On 29/09/2012 19:06, Baz wrote:
Sacha wrote in
:

On 2012-09-29 14:53:43 +0100, stuart noble
said:

On 29/09/2012 14:12, Baz wrote:
stuart noble wrote in
:

I see Unwins are advising people to sow sweet peas now. I'm in
favour of early sowing, but surely not till the current plants have
stopped blooming. Are there any other flowers that can be
germinated in Autumn and will survive the winter in a cold frame?
Nice to see something growing when it's so dismal outside


IME Unwins T&M and Suttons are madly expensive for anything. And
they lie!

What I have bought this first year of something to look at in the
garden during winter.

http://tinyurl.com/d2qfb3v

Not sweet peas but nice to see something growing when it's so dismal
outside.

Baz



Last winter was bad for violas and pansies round here. Most died and
others looked very feeble until the spring. I think coming out of a
hothouse into an English winter was maybe too much of a shock


Do buy them from someone who grows them 'hard'. It pays dividends for
the gardener but those coming in off huge lorries and going out
through cash points may have been over-cosseted.
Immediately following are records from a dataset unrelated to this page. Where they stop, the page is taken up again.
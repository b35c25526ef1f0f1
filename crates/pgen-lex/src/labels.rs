//! Label allocation/fixup for lex bytecode, mirroring
//! `pgen-regexp::labels`/`pgen-callback::labels` (all three independently
//! grounded on `original_source/sb/labels.h`).

use crate::opcode::{LabelId, Op, Target};

#[derive(Debug, Default)]
pub struct Labels {
    offsets: Vec<Option<u32>>,
}

impl Labels {
    pub fn new() -> Self {
        Labels::default()
    }

    pub fn new_label(&mut self) -> LabelId {
        let id = self.offsets.len() as u32;
        self.offsets.push(None);
        LabelId(id)
    }

    pub fn define(&mut self, label: LabelId, offset: u32) {
        self.offsets[label.0 as usize] = Some(offset);
    }

    fn resolve(&self, label: LabelId) -> u32 {
        self.offsets[label.0 as usize].expect("label referenced but never defined")
    }

    fn translate_target(&self, target: Target) -> Target {
        match target {
            Target::Offset(o) => Target::Offset(o),
            Target::Label(l) => Target::Offset(self.resolve(l)),
        }
    }

    pub fn translate(&self, ops: &mut [Op]) {
        for op in ops.iter_mut() {
            match op {
                Op::MatchRe { on_match, on_fail, .. } | Op::MatchStr { on_match, on_fail, .. } => {
                    *on_match = self.translate_target(*on_match);
                    *on_fail = self.translate_target(*on_fail);
                }
                Op::Callback { next, .. } => *next = self.translate_target(*next),
                Op::Jmp(t) => *t = self.translate_target(*t),
                _ => {}
            }
        }
    }
}

#[cfg(test)]
mod tests {
    use super::*;

    #[test]
    fn label_resolves_to_defined_offset() {
        let mut labels = Labels::new();
        let l = labels.new_label();
        labels.define(l, 7);
        let mut ops = vec![Op::Jmp(Target::Label(l))];
        labels.translate(&mut ops);
        assert_eq!(ops[0], Op::Jmp(Target::Offset(7)));
    }

    #[test]
    #[should_panic(expected = "never defined")]
    fn undefined_label_panics_on_translate() {
        let mut labels = Labels::new();
        let l = labels.new_label();
        let mut ops = vec![Op::Jmp(Target::Label(l))];
        labels.translate(&mut ops);
    }
}
//! Label allocation and fixup, grounded on `original_source/sb/labels.h`:
//! `LABEL_NEW_NUM` reserves a numeric slot, `LABEL_DEF` fills it in once
//! the label's offset is known, and a final translate pass patches every
//! reference. The source patches raw operand words in place; since our
//! [`crate::opcode::Op`] carries a typed [`crate::opcode::Target`]
//! instead, translation rewrites `Target::Label` to `Target::Offset`
//! in-place over the emitted instruction vector.

use crate::opcode::{LabelId, Op, Target};

#[derive(Debug, Default)]
pub struct Labels {
    offsets: Vec<Option<u32>>,
}

impl Labels {
    pub fn new() -> Self {
        Labels::default()
    }

    pub fn new_label(&mut self) -> LabelId {
        let id = self.offsets.len() as u32;
        self.offsets.push(None);
        LabelId(id)
    }

    pub fn define(&mut self, label: LabelId, offset: u32) {
        self.offsets[label.0 as usize] = Some(offset);
    }

    fn resolve(&self, label: LabelId) -> u32 {
        self.offsets[label.0 as usize].expect("label referenced but never defined")
    }

    fn translate_target(&self, target: Target) -> Target {
        match target {
            Target::Offset(o) => Target::Offset(o),
            Target::Label(l) => Target::Offset(self.resolve(l)),
        }
    }

    /// Walk every emitted instruction and resolve label targets to offsets.
    pub fn translate(&self, ops: &mut [Op]) {
        for op in ops.iter_mut() {
            match op {
                Op::Jmp(t) => *t = self.translate_target(*t),
                Op::Fork { x, y } => {
                    *x = self.translate_target(*x);
                    *y = self.translate_target(*y);
                }
                Op::Atomic(t) => *t = self.translate_target(*t),
                Op::Ahead { body, .. } => *body = self.translate_target(*body),
                _ => {}
            }
        }
    }
}

#[cfg(test)]
mod tests {
    use super::*;

    #[test]
    fn label_resolves_to_defined_offset() {
        let mut labels = Labels::new();
        let l = labels.new_label();
        labels.define(l, 7);
        let mut ops = vec![Op::Jmp(Target::Label(l))];
        labels.translate(&mut ops);
        assert_eq!(ops[0], Op::Jmp(Target::Offset(7)));
    }

    #[test]
    #[should_panic(expected = "never defined")]
    fn undefined_label_panics_on_translate() {
        let mut labels = Labels::new();
        let l = labels.new_label();
        let mut ops = vec![Op::Jmp(Target::Label(l))];
        labels.translate(&mut ops);
    }
}
//! Label allocation/fixup for PEG bytecode, mirroring `pgen-lex::labels`
//! (itself grounded on `original_source/sb/labels.h`).

use crate::opcode::{LabelId, Op, Target};

#[derive(Debug, Default)]
pub struct Labels {
    offsets: Vec<Option<u32>>,
}

impl Labels {
    pub fn new() -> Self {
        Labels::default()
    }

    pub fn new_label(&mut self) -> LabelId {
        let id = self.offsets.len() as u32;
        self.offsets.push(None);
        LabelId(id)
    }

    pub fn define(&mut self, label: LabelId, offset: u32) {
        self.offsets[label.0 as usize] = Some(offset);
    }

    fn resolve(&self, label: LabelId) -> u32 {
        self.offsets[label.0 as usize].expect("label referenced but never defined")
    }

    fn translate_target(&self, target: Target) -> Target {
        match target {
            Target::Offset(o) => Target::Offset(o),
            Target::Label(l) => Target::Offset(self.resolve(l)),
        }
    }

    pub fn translate(&self, ops: &mut [Op]) {
        for op in ops.iter_mut() {
            match op {
                Op::PushBr { off } | Op::LoopUpdate { off } => *off = self.translate_target(*off),
                Op::Jmp(t) => *t = self.translate_target(*t),
                Op::Callback { next, .. } => *next = self.translate_target(*next),
                _ => {}
            }
        }
    }
}

#[cfg(test)]
mod tests {
    use super::*;

    #[test]
    fn label_resolves_to_defined_offset() {
        let mut labels = Labels::new();
        let l = labels.new_label();
        labels.define(l, 7);
        let mut ops = vec![Op::Jmp(Target::Label(l))];
        labels.translate(&mut ops);
        assert_eq!(ops[0], Op::Jmp(Target::Offset(7)));
    }

    #[test]
    #[should_panic(expected = "never defined")]
    fn undefined_label_panics_on_translate() {
        let mut labels = Labels::new();
        let l = labels.new_label();
        let ops = vec![Op::Jmp(Target::Label(l))];
        let _ = labels.resolve(l);
        drop(ops);
    }
}
//! pgen-grammar: compiles the surface grammar-spec syntax (`spec.md`
//! §6 — pattern definitions, `var` declarations, `struct` definitions,
//! `lex`/`peg` blocks) into the pre-bytecode IRs `pgen-lex` and
//! `pgen-peg` already know how to compile and run.
//!
//! - `ast`: the surface syntax tree.
//! - `parser`: grammar-spec text → `ast::GrammarFile`.
//! - `symtab`: pattern/global/struct/token-type name resolution shared
//!   across both lowering passes.
//! - `lower_cb`: the callback-expression sub-language → `pgen_callback::Op`.
//! - `lower_lex`: `lex` blocks → `pgen_lex::spec::ContextSpec`.
//! - `lower_peg`: `peg` blocks → `pgen_peg::spec::RuleSpec`.
//! - `compile`: ties parsing, lowering, and the downstream bytecode
//!   compilers together into one `CompiledGrammar`.

pub mod ast;
pub mod compile;
pub mod error;
pub mod lower_cb;
pub mod lower_lex;
pub mod lower_peg;
pub mod parser;
pub mod symtab;

pub use compile::{compile as compile_grammar, CompiledGrammar, CompiledLex, CompiledPeg};
pub use error::GrammarError;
Can't we harden them off ourselves? Have I got the wrong end of the stick?
Again.

Baz

I think the damage is already done by the time they appear on the
shelves. A lot of mine became top heavy and keeled over as though they
were being strangled at ground level. Even as plug plants they looked a
little potbound and the roots are too delicate to separate. I tried
cutting through the root ball with scissors but, what with the weather
and some sort of winter hardy greenfly, difficult to know what did for
them in the end.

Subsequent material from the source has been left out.